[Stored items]
# # # #

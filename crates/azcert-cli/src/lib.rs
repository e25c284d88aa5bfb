//! Back-office console for the certificate API.
//!
//! Drives [`azcert_core::ServiceClient`] over a `reqwest` transport.

pub mod cli;
pub mod commands;
pub mod http;
pub mod logging;
pub mod output;

pub use cli::{Cli, Command};
pub use commands::execute;
pub use http::ReqwestTransport;
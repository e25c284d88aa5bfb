//! Command dispatch.
//!
//! Every command returns the text to print so it can be tested against the
//! mock transport.

use std::path::Path;

use anyhow::{Context, Result, anyhow, bail};
use azcert_core::api::{ServiceClient, Transport};
use azcert_core::models::{
    CertificateDraft, CertificateRecord, UploadFile, parse_certificate_id, placeholder_serial,
};
use chrono::Utc;
use serde::Serialize;

use crate::cli::{Command, SearchArgs};
use crate::output::{render_detail, render_groups};

const EMPTY_QUERY: &str = "Please enter a search value";

/// Run one command and return its output.
pub async fn execute<T: Transport>(
    client: &ServiceClient<T>,
    command: Command,
    json: bool,
) -> Result<String> {
    match command {
        Command::List => {
            let records = client.get_all().await?;
            records_output(records, json)
        }
        Command::Search(SearchArgs { name, serial }) => {
            let records = match (name, serial) {
                (Some(name), _) => client.search_by_name(name.trim()).await,
                (None, Some(serial)) => client.search_by_serial(serial.trim()).await,
                (None, None) => bail!(EMPTY_QUERY),
            };
            records_output(records, json)
        }
        Command::Verify { query, mode } => {
            let records = client
                .verify(&query, mode)
                .await
                .ok_or_else(|| anyhow!(EMPTY_QUERY))?;
            records_output(records, json)
        }
        Command::Get { id } => {
            let record = client.get_by_id(parse_id(&id)?).await?;
            record_output(&record, json)
        }
        Command::Create(fields) => {
            let record = client.create(fields.into_new_draft()).await?;
            tracing::debug!(id = record.id, "certificate created");
            record_output(&record, json)
        }
        Command::Update { id, fields } => {
            // The API replaces the whole record; unset flags keep stored values
            let id = parse_id(&id)?;
            let current = client.get_by_id(id).await?;
            let record = client
                .update(id, fields.apply_to(CertificateDraft::from(&current)))
                .await?;
            record_output(&record, json)
        }
        Command::Delete { id } => {
            let id = parse_id(&id)?;
            client.delete(id).await?;
            Ok(format!("Deleted CERT-{id}"))
        }
        Command::Upload { file } => {
            let upload = read_upload(&file)?;
            let report = client.upload_excel(upload).await?;
            if json {
                to_json(&report.to_value())
            } else {
                Ok(report.message())
            }
        }
        Command::Email(args) => {
            let reply = client.send_email(&args.into()).await?;
            if json {
                to_json(&reply)
            } else {
                Ok("Message sent".to_string())
            }
        }
        Command::NewSerial => Ok(placeholder_serial()),
    }
}

fn parse_id(input: &str) -> Result<i64> {
    parse_certificate_id(input).with_context(|| format!("invalid certificate id: {input}"))
}

fn read_upload(path: &Path) -> Result<UploadFile> {
    let bytes = std::fs::read(path).with_context(|| format!("failed to read {}", path.display()))?;
    let name = path
        .file_name()
        .map(|n| n.to_string_lossy().into_owned())
        .unwrap_or_else(|| "upload.xlsx".to_string());
    Ok(UploadFile::new(name, bytes))
}

fn records_output(records: Vec<CertificateRecord>, json: bool) -> Result<String> {
    if json {
        to_json(&records)
    } else {
        Ok(render_groups(records, Utc::now()))
    }
}

fn record_output(record: &CertificateRecord, json: bool) -> Result<String> {
    if json {
        to_json(record)
    } else {
        Ok(render_detail(record, Utc::now()))
    }
}

fn to_json<T: Serialize + ?Sized>(value: &T) -> Result<String> {
    serde_json::to_string_pretty(value).context("failed to encode JSON")
}

#[cfg(test)]
mod tests {
    use super::*;
    use crate::cli::{CertificateArgs, EmailArgs};
    use azcert_core::api::{HttpMethod, MockTransport};
    use azcert_core::config::ClientConfig;
    use azcert_core::search::SearchMode;
    use serde_json::json;

    fn client() -> ServiceClient<MockTransport> {
        ServiceClient::with_config(ClientConfig::new("https://api.test"), MockTransport::new())
    }

    #[tokio::test]
    async fn test_list_json() {
        let client = client();
        client
            .transport()
            .respond_json(200, &json!([{ "srId": 4, "name": "Rami", "s_N": "AZ-4" }]));

        let out = execute(&client, Command::List, true).await.unwrap();
        let value: serde_json::Value = serde_json::from_str(&out).unwrap();
        assert_eq!(value[0]["srId"], 4);
        assert_eq!(value[0]["s_N"], "AZ-4");
    }

    #[tokio::test]
    async fn test_get_accepts_display_id() {
        let client = client();
        client
            .transport()
            .respond_json(200, &json!({ "srId": 12, "name": "Dina" }));

        let out = execute(&client, Command::Get { id: "CERT-12".into() }, false)
            .await
            .unwrap();
        assert!(out.contains("Dina"));
        assert_eq!(
            client.transport().last_request().unwrap().query_value("id"),
            Some("12")
        );
    }

    #[tokio::test]
    async fn test_get_rejects_bad_id() {
        let client = client();
        let err = execute(&client, Command::Get { id: "abc".into() }, false)
            .await
            .unwrap_err();
        assert!(err.to_string().contains("invalid certificate id"));
        assert_eq!(client.transport().request_count(), 0);
    }

    #[tokio::test]
    async fn test_api_error_message_surfaces() {
        let client = client();
        client.transport().respond(404, "");

        let err = execute(&client, Command::Delete { id: "8".into() }, false)
            .await
            .unwrap_err();
        assert_eq!(
            err.to_string(),
            "Certificate not found. It may have already been deleted."
        );
    }

    #[tokio::test]
    async fn test_create_fills_placeholder_serial() {
        let client = client();
        client.transport().respond(200, "");

        let fields = CertificateArgs {
            name: Some("Adel".into()),
            method: Some("4".into()),
            ..Default::default()
        };
        execute(&client, Command::Create(fields), false).await.unwrap();

        let request = client.transport().last_request().unwrap();
        assert_eq!(request.method, HttpMethod::Post);
        let body = request.json_body().unwrap();
        assert!(body["s_N"].as_str().unwrap().starts_with("CERT-"));
        assert_eq!(body["method"], 4);
    }

    #[tokio::test]
    async fn test_update_keeps_fields_not_given() {
        let client = client();
        client.transport().respond_json(
            200,
            &json!({
                "srId": 9,
                "name": "Hany Old",
                "s_N": "AZ-9",
                "method": 3,
                "type": 2,
                "startDate": "2024-01-15T00:00:00.000Z",
                "endDate": "2026-01-15T00:00:00.000Z",
                "country": "Egypt",
                "state": "Giza",
                "streetAddress": "12 Nile St"
            }),
        );
        client.transport().respond(200, "");

        let fields = CertificateArgs {
            name: Some("Hany".into()),
            ..Default::default()
        };
        execute(&client, Command::Update { id: "9".into(), fields }, false)
            .await
            .unwrap();

        let requests = client.transport().requests();
        assert_eq!(requests.len(), 2);
        assert_eq!(requests[0].query_value("id"), Some("9"));

        let update = &requests[1];
        assert_eq!(update.method, HttpMethod::Put);
        assert_eq!(
            update.json_body().unwrap(),
            json!({
                "srId": 9,
                "name": "Hany",
                "s_N": "AZ-9",
                "method": 3,
                "type": 2,
                "startDate": "2024-01-15T00:00:00.000Z",
                "endDate": "2026-01-15T00:00:00.000Z",
                "country": "Egypt",
                "state": "Giza",
                "streetAddress": "12 Nile St"
            })
        );
    }

    #[tokio::test]
    async fn test_update_of_missing_record_sends_nothing() {
        let client = client();
        client.transport().respond(404, "");

        let fields = CertificateArgs {
            name: Some("Hany".into()),
            ..Default::default()
        };
        let err = execute(&client, Command::Update { id: "9".into(), fields }, false)
            .await
            .unwrap_err();
        assert!(err.to_string().contains("not found"), "{err}");
        assert_eq!(client.transport().request_count(), 1);
    }

    #[tokio::test]
    async fn test_verify_blank_query() {
        let client = client();
        let err = execute(
            &client,
            Command::Verify { query: "  ".into(), mode: SearchMode::All },
            false,
        )
        .await
        .unwrap_err();
        assert_eq!(err.to_string(), EMPTY_QUERY);
    }

    #[tokio::test]
    async fn test_search_with_no_hits() {
        let client = client();
        client.transport().respond(404, "");

        let args = SearchArgs { name: Some("ghost".into()), serial: None };
        let out = execute(&client, Command::Search(args), false).await.unwrap();
        assert_eq!(out, "No certificates found");
    }

    #[tokio::test]
    async fn test_email() {
        let client = client();
        client.transport().respond(200, "");

        let args = EmailArgs {
            name: "Mai".into(),
            email: "mai@example.com".into(),
            subject: "Hi".into(),
            message: "Hello".into(),
        };
        let out = execute(&client, Command::Email(args), true).await.unwrap();
        assert_eq!(
            serde_json::from_str::<serde_json::Value>(&out).unwrap(),
            json!({ "success": true })
        );
    }
}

# # # #

● What the exercise asks
Look through the entries above. Extract each line with the word "contains".

● Answer to the exercise
        assert!(out.contains("Dina"));
        assert!(err.to_string().contains("invalid certificate id"));
        assert!(err.to_string().contains("not found"), "{err}");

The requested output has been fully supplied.